(Records for processing)
use serde::Serialize;
use thiserror::Error;

use crate::data::{Assignment, SearchStats, UnplacedDemand};

/// A single problem found in the input snapshot.
#[derive(Debug, Clone, PartialEq, Eq, Serialize)]
#[serde(rename_all = "camelCase")]
pub struct ValidationError {
    pub kind: ValidationErrorKind,
    pub message: String,
}

#[derive(Debug, Clone, Copy, PartialEq, Eq, Serialize)]
#[serde(rename_all = "camelCase")]
pub enum ValidationErrorKind {
    InvalidGrid,
    DuplicateId,
    UnknownReference,
    DuplicateSubject,
    TeacherNotQualified,
    NonPositiveHours,
    HoursExceedGrid,
    NonPositiveCap,
    SlotOutOfRange,
    FixedSlotConflict,
    FixedExceedsDemand,
    FixedExceedsCap,
}

impl ValidationError {
    pub fn new(kind: ValidationErrorKind, message: impl Into<String>) -> Self {
        Self {
            kind,
            message: message.into(),
        }
    }
}

/// Terminal outcomes of a scheduling run other than success.
#[derive(Debug, Clone, Error)]
pub enum SolveError {
    #[error("input snapshot has {} validation problem(s)", .0.len())]
    Validation(Vec<ValidationError>),

    #[error("{} demand(s) cannot be placed under the hard constraints", .unplaced.len())]
    Unsatisfiable {
        unplaced: Vec<UnplacedDemand>,
        /// Deepest partial timetable, only filled in best-effort mode.
        partial: Option<Vec<Assignment>>,
        stats: SearchStats,
    },

    #[error(
        "search budget exhausted after {} nodes and {} backtracks ({} ms)",
        .stats.nodes,
        .stats.backtracks,
        .stats.elapsed_ms
    )]
    BudgetExceeded {
        unplaced: Vec<UnplacedDemand>,
        partial: Option<Vec<Assignment>>,
        stats: SearchStats,
    },
}

impl SolveError {
    /// Stable identifier used in HTTP error bodies.
    pub fn code(&self) -> &'static str {
        match self {
            SolveError::Validation(_) => "validation",
            SolveError::Unsatisfiable { .. } => "unsatisfiable",
            SolveError::BudgetExceeded { .. } => "budgetExceeded",
        }
    }
}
(End Records for processing)
§ **Instructions to follow**: Word for word, return each of the entries shown above.

§ **Output for this task**:
use serde::Serialize;
use thiserror::Error;

use crate::data::{Assignment, SearchStats, UnplacedDemand};

/// A single problem found in the input snapshot.
#[derive(Debug, Clone, PartialEq, Eq, Serialize)]
#[serde(rename_all = "camelCase")]
pub struct ValidationError {
    pub kind: ValidationErrorKind,
    pub message: String,
}

#[derive(Debug, Clone, Copy, PartialEq, Eq, Serialize)]
#[serde(rename_all = "camelCase")]
pub enum ValidationErrorKind {
    InvalidGrid,
    DuplicateId,
    UnknownReference,
    DuplicateSubject,
    TeacherNotQualified,
    NonPositiveHours,
    HoursExceedGrid,
    NonPositiveCap,
    SlotOutOfRange,
    FixedSlotConflict,
    FixedExceedsDemand,
    FixedExceedsCap,
}

impl ValidationError {
    pub fn new(kind: ValidationErrorKind, message: impl Into<String>) -> Self {
        Self {
            kind,
            message: message.into(),
        }
    }
}

/// Terminal outcomes of a scheduling run other than success.
#[derive(Debug, Clone, Error)]
pub enum SolveError {
    #[error("input snapshot has {} validation problem(s)", .0.len())]
    Validation(Vec<ValidationError>),

    #[error("{} demand(s) cannot be placed under the hard constraints", .unplaced.len())]
    Unsatisfiable {
        unplaced: Vec<UnplacedDemand>,
        /// Deepest partial timetable, only filled in best-effort mode.
        partial: Option<Vec<Assignment>>,
        stats: SearchStats,
    },

    #[error(
        "search budget exhausted after {} nodes and {} backtracks ({} ms)",
        .stats.nodes,
        .stats.backtracks,
        .stats.elapsed_ms
    )]
    BudgetExceeded {
        unplaced: Vec<UnplacedDemand>,
        partial: Option<Vec<Assignment>>,
        stats: SearchStats,
    },
}

impl SolveError {
    /// Stable identifier used in HTTP error bodies.
    pub fn code(&self) -> &'static str {
        match self {
            SolveError::Validation(_) => "validation",
            SolveError::Unsatisfiable { .. } => "unsatisfiable",
            SolveError::BudgetExceeded { .. } => "budgetExceeded",
        }
    }
}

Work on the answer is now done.